■ Exercise directions
Look through the lines below; wherever the word "PartialEq" appears, copy that line.

■ Records contained in a dataset
• • • • •

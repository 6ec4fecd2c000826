//! Media quality model.
//!
//! A [`Quality`] is a totally ordered value built from four components
//! (resolution, source, codec, audio) compared in that order. A
//! [`Requirement`] is a predicate over qualities parsed from a target
//! specification such as `">=1080p webrip+"`.

mod component;
mod requirement;

pub use component::{Component, ComponentKind};
pub use requirement::Requirement;

use serde::{Deserialize, Serialize};
use std::cmp::Ordering;
use std::convert::Infallible;
use std::str::FromStr;

/// Quality of a media item.
///
/// Serializes as its display text (`"1080p bluray h264 dts"`), which parses
/// back to an equal value.
#[derive(Debug, Clone, Copy, PartialEq, Eq, Hash, Serialize, Deserialize)]
#[serde(from = "String", into = "String")]
pub struct Quality {
    resolution: Component,
    source: Component,
    codec: Component,
    audio: Component,
}

impl Quality {
    /// A quality with every component unknown. Ranks below any other quality.
    pub const fn unknown() -> Self {
        Self {
            resolution: Component::unknown(ComponentKind::Resolution),
            source: Component::unknown(ComponentKind::Source),
            codec: Component::unknown(ComponentKind::Codec),
            audio: Component::unknown(ComponentKind::Audio),
        }
    }

    /// Parse a quality out of free-form text such as a release title.
    ///
    /// Never fails: components that cannot be found are unknown.
    pub fn parse(text: &str) -> Self {
        Self {
            resolution: Component::find_best(ComponentKind::Resolution, text),
            source: Component::find_best(ComponentKind::Source, text),
            codec: Component::find_best(ComponentKind::Codec, text),
            audio: Component::find_best(ComponentKind::Audio, text),
        }
    }

    pub fn resolution(&self) -> Component {
        self.resolution
    }

    pub fn source(&self) -> Component {
        self.source
    }

    pub fn codec(&self) -> Component {
        self.codec
    }

    pub fn audio(&self) -> Component {
        self.audio
    }

    /// The component of the given kind.
    pub fn component(&self, kind: ComponentKind) -> Component {
        match kind {
            ComponentKind::Resolution => self.resolution,
            ComponentKind::Source => self.source,
            ComponentKind::Codec => self.codec,
            ComponentKind::Audio => self.audio,
        }
    }

    pub fn is_unknown(&self) -> bool {
        self.components().iter().all(Component::is_unknown)
    }

    fn components(&self) -> [Component; 4] {
        [self.resolution, self.source, self.codec, self.audio]
    }

    fn rank(&self) -> [u16; 4] {
        self.components().map(|c| c.value())
    }
}

impl Default for Quality {
    fn default() -> Self {
        Self::unknown()
    }
}

impl Ord for Quality {
    fn cmp(&self, other: &Self) -> Ordering {
        self.rank().cmp(&other.rank())
    }
}

impl PartialOrd for Quality {
    fn partial_cmp(&self, other: &Self) -> Option<Ordering> {
        Some(self.cmp(other))
    }
}

impl std::fmt::Display for Quality {
    fn fmt(&self, f: &mut std::fmt::Formatter<'_>) -> std::fmt::Result {
        if self.is_unknown() {
            return f.write_str("unknown");
        }
        let names: Vec<&str> = self
            .components()
            .iter()
            .filter(|c| !c.is_unknown())
            .map(|c| c.name())
            .collect();
        f.write_str(&names.join(" "))
    }
}

impl FromStr for Quality {
    type Err = Infallible;

    fn from_str(s: &str) -> Result<Self, Self::Err> {
        Ok(Self::parse(s))
    }
}

impl From<String> for Quality {
    fn from(text: String) -> Self {
        Self::parse(&text)
    }
}

impl From<Quality> for String {
    fn from(quality: Quality) -> Self {
        quality.to_string()
    }
}

#[cfg(test)]
mod tests {
    use super::*;

    #[test]
    fn test_parse_release_title() {
        let q = Quality::parse("Show.Name.S01E01.1080p.BluRay.x264.DTS-GROUP");
        assert_eq!(q.resolution().name(), "1080p");
        assert_eq!(q.source().name(), "bluray");
        assert_eq!(q.codec().name(), "h264");
        assert_eq!(q.audio().name(), "dts");
        assert_eq!(q.to_string(), "1080p bluray h264 dts");
    }

    #[test]
    fn test_display_round_trips() {
        let q = Quality::parse("Movie 2160p WEB-DL HEVC DD+5.1");
        assert_eq!(Quality::parse(&q.to_string()), q);
        assert_eq!(Quality::parse("unknown"), Quality::unknown());
        assert_eq!(Quality::unknown().to_string(), "unknown");
    }

    #[test]
    fn test_resolution_dominates_ordering() {
        let hd = Quality::parse("720p bluray flac");
        let full_hd = Quality::parse("1080p hdtv");
        assert!(full_hd > hd);
        assert!(Quality::parse("480p") > Quality::unknown());
    }

    #[test]
    fn test_later_components_break_ties() {
        let hdtv = Quality::parse("1080p hdtv");
        let web = Quality::parse("1080p web-dl");
        assert!(web > hdtv);
        assert_eq!(hdtv.cmp(&Quality::parse("1080p.HDTV")), Ordering::Equal);
    }

    #[test]
    fn test_serde_uses_display_text() {
        let q = Quality::parse("720p hdtv");
        let json = serde_json::to_string(&q).unwrap();
        assert_eq!(json, "\"720p hdtv\"");
        let back: Quality = serde_json::from_str(&json).unwrap();
        assert_eq!(back, q);
    }

    #[test]
    fn test_sort_is_deterministic() {
        let mut qualities = vec![
            Quality::parse("480p"),
            Quality::parse("1080p"),
            Quality::parse("720p"),
            Quality::parse("1080p web-dl"),
        ];
        qualities.sort();
        let names: Vec<String> = qualities.iter().map(|q| q.to_string()).collect();
        assert_eq!(names, vec!["480p", "720p", "1080p", "1080p web-dl"]);
    }
}
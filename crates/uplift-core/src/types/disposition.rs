//! Pipeline-visible outcome of an entry.

use serde::{Deserialize, Serialize};
use strum::{Display, EnumString};

/// Disposition of an entry within one batch.
#[derive(
    Debug, Clone, Copy, Default, PartialEq, Eq, Hash, Serialize, Deserialize, Display, EnumString,
)]
#[serde(rename_all = "snake_case")]
#[strum(serialize_all = "snake_case")]
pub enum Disposition {
    /// No decision yet.
    #[default]
    Pending,
    Accepted,
    Rejected,
    Failed,
}

impl Disposition {
    /// Rejected and failed entries cannot be accepted again within a batch.
    pub fn is_final(&self) -> bool {
        matches!(self, Self::Rejected | Self::Failed)
    }
}

#[cfg(test)]
mod tests {
    use super::*;
    use std::str::FromStr;

    #[test]
    fn test_string_forms() {
        assert_eq!(Disposition::Accepted.to_string(), "accepted");
        assert_eq!(Disposition::from_str("failed").unwrap(), Disposition::Failed);
        assert_eq!(
            serde_json::to_string(&Disposition::Rejected).unwrap(),
            "\"rejected\""
        );
    }

    #[test]
    fn test_final_states() {
        assert!(!Disposition::Pending.is_final());
        assert!(!Disposition::Accepted.is_final());
        assert!(Disposition::Rejected.is_final());
        assert!(Disposition::Failed.is_final());
    }
}
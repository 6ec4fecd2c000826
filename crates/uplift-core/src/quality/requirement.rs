//! Quality requirements parsed from target specifications.

use super::component::{Component, ComponentKind};
use super::Quality;
use crate::error::{ErrorCode, UpliftError, UpliftResult};
use std::str::FromStr;

/// One constraint on a single component kind.
#[derive(Debug, Clone, PartialEq, Eq)]
enum Clause {
    Exactly(Component),
    AtLeast(Component),
    Above(Component),
    AtMost(Component),
    Below(Component),
    Between(Component, Component),
    AnyOf(Vec<Component>),
    Not(Component),
}

impl Clause {
    fn kind(&self) -> ComponentKind {
        match self {
            Self::Exactly(c)
            | Self::AtLeast(c)
            | Self::Above(c)
            | Self::AtMost(c)
            | Self::Below(c)
            | Self::Between(c, _)
            | Self::Not(c) => c.kind(),
            Self::AnyOf(list) => list[0].kind(),
        }
    }

    fn allows(&self, actual: Component) -> bool {
        let value = actual.value();
        match self {
            Self::Exactly(c) => value == c.value(),
            Self::AtLeast(c) => value >= c.value(),
            Self::Above(c) => value > c.value(),
            Self::AtMost(c) => value <= c.value(),
            Self::Below(c) => value < c.value(),
            Self::Between(min, max) => (min.value()..=max.value()).contains(&value),
            Self::AnyOf(list) => list.iter().any(|c| c.value() == value),
            Self::Not(c) => value != c.value(),
        }
    }
}

/// A predicate over [`Quality`] values.
///
/// Built from whitespace separated clauses, each constraining one component
/// kind; a quality is allowed when every clause holds.
///
/// | clause       | meaning                         |
/// |--------------|---------------------------------|
/// | `720p`       | exactly 720p                    |
/// | `720p+`      | 720p or better (also `>=720p`)  |
/// | `>720p`      | better than 720p                |
/// | `<=1080p`    | 1080p or worse (also `<1080p`)  |
/// | `hdtv-bluray`| inclusive range                 |
/// | `h264\|h265` | any of                          |
/// | `!cam`       | anything but cam                |
/// | `any`        | no constraint                   |
#[derive(Debug, Clone)]
pub struct Requirement {
    spec: String,
    clauses: Vec<Clause>,
    nominal: Quality,
}

impl Requirement {
    /// Parse a requirement specification.
    pub fn parse(spec: &str) -> UpliftResult<Self> {
        let tokens: Vec<&str> = spec.split_whitespace().collect();
        if tokens.is_empty() {
            return Err(UpliftError::invalid_spec(
                spec,
                "specification is empty",
                ErrorCode::SpecEmpty,
            ));
        }

        let mut clauses = Vec::with_capacity(tokens.len());
        for token in tokens {
            if let Some(clause) = parse_clause(spec, &token.to_lowercase())? {
                clauses.push(clause);
            }
        }

        Ok(Self {
            spec: spec.trim().to_string(),
            clauses,
            nominal: Quality::parse(spec),
        })
    }

    /// Whether `quality` satisfies every clause.
    pub fn allows(&self, quality: &Quality) -> bool {
        self.clauses
            .iter()
            .all(|clause| clause.allows(quality.component(clause.kind())))
    }

    /// The quality named by the requirement text itself.
    ///
    /// `">=1080p webrip"` names `1080p webrip`. Used to tell whether a stored
    /// quality is already beyond the target.
    pub fn nominal_quality(&self) -> Quality {
        self.nominal
    }

    pub fn spec(&self) -> &str {
        &self.spec
    }
}

impl FromStr for Requirement {
    type Err = UpliftError;

    fn from_str(s: &str) -> Result<Self, Self::Err> {
        Self::parse(s)
    }
}

impl std::fmt::Display for Requirement {
    fn fmt(&self, f: &mut std::fmt::Formatter<'_>) -> std::fmt::Result {
        f.write_str(&self.spec)
    }
}

fn parse_clause(spec: &str, token: &str) -> UpliftResult<Option<Clause>> {
    if token == "any" {
        return Ok(None);
    }

    let clause = if let Some(rest) = token.strip_prefix('!') {
        Clause::Not(lookup(spec, rest)?)
    } else if let Some(rest) = token.strip_prefix(">=") {
        Clause::AtLeast(lookup(spec, rest)?)
    } else if let Some(rest) = token.strip_prefix('>') {
        Clause::Above(lookup(spec, rest)?)
    } else if let Some(rest) = token.strip_prefix("<=") {
        Clause::AtMost(lookup(spec, rest)?)
    } else if let Some(rest) = token.strip_prefix('<') {
        Clause::Below(lookup(spec, rest)?)
    } else if let Some(rest) = token.strip_suffix('+') {
        Clause::AtLeast(lookup(spec, rest)?)
    } else if token.contains('|') {
        let options = token
            .split('|')
            .map(|part| lookup(spec, part))
            .collect::<UpliftResult<Vec<_>>>()?;
        ensure_same_kind(spec, token, &options)?;
        Clause::AnyOf(options)
    } else if let Some(component) = Component::lookup(token) {
        Clause::Exactly(component)
    } else if let Some((min, max)) = split_range(token) {
        ensure_same_kind(spec, token, &[min, max])?;
        if min.value() > max.value() {
            return Err(UpliftError::invalid_spec(
                spec,
                format!("range `{token}` has its bounds reversed"),
                ErrorCode::SpecReversedRange,
            ));
        }
        Clause::Between(min, max)
    } else {
        return Err(unknown_token(spec, token));
    };

    Ok(Some(clause))
}

/// Split `a-b` into two components, trying every dash so that names which
/// contain one (`web-dl`) still work as range bounds.
fn split_range(token: &str) -> Option<(Component, Component)> {
    token.match_indices('-').find_map(|(idx, _)| {
        let min = Component::lookup(&token[..idx])?;
        let max = Component::lookup(&token[idx + 1..])?;
        Some((min, max))
    })
}

fn lookup(spec: &str, token: &str) -> UpliftResult<Component> {
    Component::lookup(token).ok_or_else(|| unknown_token(spec, token))
}

fn unknown_token(spec: &str, token: &str) -> UpliftError {
    UpliftError::invalid_spec(
        spec,
        format!("`{token}` is not a known quality"),
        ErrorCode::SpecUnknownToken,
    )
}

fn ensure_same_kind(spec: &str, token: &str, components: &[Component]) -> UpliftResult<()> {
    let kind = components[0].kind();
    if components.iter().any(|c| c.kind() != kind) {
        return Err(UpliftError::invalid_spec(
            spec,
            format!("`{token}` mixes different kinds of quality"),
            ErrorCode::SpecMixedComponents,
        ));
    }
    Ok(())
}

#[cfg(test)]
mod tests {
    use super::*;

    fn q(text: &str) -> Quality {
        Quality::parse(text)
    }

    #[test]
    fn test_at_least() {
        let req = Requirement::parse(">=1080p").unwrap();
        assert!(req.allows(&q("1080p")));
        assert!(req.allows(&q("2160p hdtv")));
        assert!(!req.allows(&q("720p bluray")));
        assert!(!req.allows(&Quality::unknown()));

        let plus = Requirement::parse("720p+").unwrap();
        assert!(plus.allows(&q("720p")));
        assert!(!plus.allows(&q("480p")));
    }

    #[test]
    fn test_exact_and_strict_bounds() {
        let exact = Requirement::parse("720p").unwrap();
        assert!(exact.allows(&q("720p hdtv")));
        assert!(!exact.allows(&q("1080p")));

        let above = Requirement::parse(">720p").unwrap();
        assert!(!above.allows(&q("720p")));
        assert!(above.allows(&q("1080i")));

        let below = Requirement::parse("<1080p").unwrap();
        assert!(below.allows(&q("720p")));
        assert!(!below.allows(&q("1080p")));
    }

    #[test]
    fn test_range_with_dashed_names() {
        let req = Requirement::parse("webrip-web-dl").unwrap();
        assert!(req.allows(&q("720p webrip")));
        assert!(req.allows(&q("720p web-dl")));
        assert!(!req.allows(&q("720p hdtv")));

        let resolution = Requirement::parse("720p-1080p").unwrap();
        assert!(resolution.allows(&q("1080i")));
        assert!(!resolution.allows(&q("2160p")));
    }

    #[test]
    fn test_any_of_and_not() {
        let req = Requirement::parse("h264|h265 !cam").unwrap();
        assert!(req.allows(&q("720p hdtv x264")));
        assert!(!req.allows(&q("720p cam x264")));
        assert!(!req.allows(&q("720p hdtv xvid")));
    }

    #[test]
    fn test_clauses_combine() {
        let req = Requirement::parse("720p+ webrip+").unwrap();
        assert!(req.allows(&q("1080p web-dl")));
        assert!(!req.allows(&q("1080p hdtv")));
        assert!(!req.allows(&q("480p bluray")));
    }

    #[test]
    fn test_any_allows_everything() {
        let req = Requirement::parse("any").unwrap();
        assert!(req.allows(&Quality::unknown()));
        assert!(req.allows(&q("2160p remux")));
    }

    #[test]
    fn test_nominal_quality() {
        assert_eq!(Requirement::parse(">=1080p").unwrap().nominal_quality(), q("1080p"));
        assert_eq!(
            Requirement::parse("720p+ webrip").unwrap().nominal_quality(),
            q("720p webrip")
        );
    }

    #[test]
    fn test_malformed_specs() {
        let cases = [
            ("", ErrorCode::SpecEmpty),
            ("   ", ErrorCode::SpecEmpty),
            (">=potato", ErrorCode::SpecUnknownToken),
            ("720p|hdtv", ErrorCode::SpecMixedComponents),
            ("1080p-720p", ErrorCode::SpecReversedRange),
            ("720p-hdtv", ErrorCode::SpecMixedComponents),
        ];
        for (spec, code) in cases {
            let err = Requirement::parse(spec).unwrap_err();
            assert_eq!(err.code(), code, "spec {spec:?}");
        }
    }

    #[test]
    fn test_from_str_and_display() {
        let req: Requirement = " >=1080p ".parse().unwrap();
        assert_eq!(req.to_string(), ">=1080p");
        assert_eq!(req.spec(), ">=1080p");
    }
}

• • • • •

■ Task answer
#[derive(Debug, Clone, Copy, PartialEq, Eq, Hash, Serialize, Deserialize)]
    Debug, Clone, Copy, Default, PartialEq, Eq, Hash, Serialize, Deserialize, Display, EnumString,
#[derive(Debug, Clone, PartialEq, Eq)]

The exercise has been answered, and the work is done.